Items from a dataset
• • • • •

//! API error types.

use axum::http::StatusCode;
use axum::response::{IntoResponse, Response};
use axum::Json;
use serde::Serialize;
use thiserror::Error;

use crate::queue::QueueError;
use crate::services::storage::StorageError;
use crate::store::StoreError;

pub type ApiResult<T> = Result<T, ApiError>;

#[derive(Debug, Error)]
pub enum ApiError {
    #[error("Validation error: {0}")]
    Validation(String),

    #[error("Quota exceeded: {0}")]
    QuotaExceeded(String),

    #[error("Not found: {0}")]
    NotFound(String),

    #[error("Invalid state: {0}")]
    InvalidState(String),

    #[error("Unauthorized: {0}")]
    Unauthorized(String),

    #[error("Internal error: {0}")]
    Internal(String),

    #[error("Job store error: {0}")]
    Store(StoreError),

    #[error("Queue error: {0}")]
    Queue(#[from] QueueError),

    #[error("Storage error: {0}")]
    Storage(#[from] StorageError),
}

impl ApiError {
    pub fn validation(msg: impl Into<String>) -> Self {
        Self::Validation(msg.into())
    }

    pub fn not_found(msg: impl Into<String>) -> Self {
        Self::NotFound(msg.into())
    }

    pub fn invalid_state(msg: impl Into<String>) -> Self {
        Self::InvalidState(msg.into())
    }

    fn status_code(&self) -> StatusCode {
        match self {
            ApiError::Validation(_) => StatusCode::BAD_REQUEST,
            ApiError::QuotaExceeded(_) => StatusCode::TOO_MANY_REQUESTS,
            ApiError::NotFound(_) => StatusCode::NOT_FOUND,
            ApiError::InvalidState(_) => StatusCode::CONFLICT,
            ApiError::Unauthorized(_) => StatusCode::UNAUTHORIZED,
            ApiError::Internal(_) | ApiError::Store(_) | ApiError::Queue(_)
            | ApiError::Storage(_) => StatusCode::INTERNAL_SERVER_ERROR,
        }
    }
}

/// `Conflict` never escapes the store layer during normal operation; if it
/// does, something re-read stale state and the caller should see a 500.
impl From<StoreError> for ApiError {
    fn from(err: StoreError) -> Self {
        match err {
            StoreError::NotFound => Self::NotFound("job not found".to_string()),
            StoreError::QuotaExceeded { owner_id, ceiling } => Self::QuotaExceeded(format!(
                "owner {owner_id} already has {ceiling} jobs in flight; retry later"
            )),
            other => Self::Store(other),
        }
    }
}

#[derive(Serialize)]
struct ErrorResponse {
    detail: String,
}

impl IntoResponse for ApiError {
    fn into_response(self) -> Response {
        let status = self.status_code();

        // Don't expose internal error details in production
        let detail = match &self {
            ApiError::Internal(_) | ApiError::Store(_) | ApiError::Queue(_)
            | ApiError::Storage(_) => {
                if std::env::var("ENVIRONMENT").unwrap_or_default() == "production" {
                    "An internal error occurred".to_string()
                } else {
                    self.to_string()
                }
            }
            _ => self.to_string(),
        };

        (status, Json(ErrorResponse { detail })).into_response()
    }
}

• • • • •

-- AIM OF THE TASK --
Copy out only the lines above from the one with "Self::Validation(msg.into())" to the one with "impl From<StoreError> for", inclusive, exactly as they stand.

-- ANSWER AREA --
        Self::Validation(msg.into())
    }

    pub fn not_found(msg: impl Into<String>) -> Self {
        Self::NotFound(msg.into())
    }

    pub fn invalid_state(msg: impl Into<String>) -> Self {
        Self::InvalidState(msg.into())
    }

    fn status_code(&self) -> StatusCode {
        match self {
            ApiError::Validation(_) => StatusCode::BAD_REQUEST,
            ApiError::QuotaExceeded(_) => StatusCode::TOO_MANY_REQUESTS,
            ApiError::NotFound(_) => StatusCode::NOT_FOUND,
            ApiError::InvalidState(_) => StatusCode::CONFLICT,
            ApiError::Unauthorized(_) => StatusCode::UNAUTHORIZED,
            ApiError::Internal(_) | ApiError::Store(_) | ApiError::Queue(_)
            | ApiError::Storage(_) => StatusCode::INTERNAL_SERVER_ERROR,
        }
    }
}

/// `Conflict` never escapes the store layer during normal operation; if it
/// does, something re-read stale state and the caller should see a 500.
impl From<StoreError> for ApiError {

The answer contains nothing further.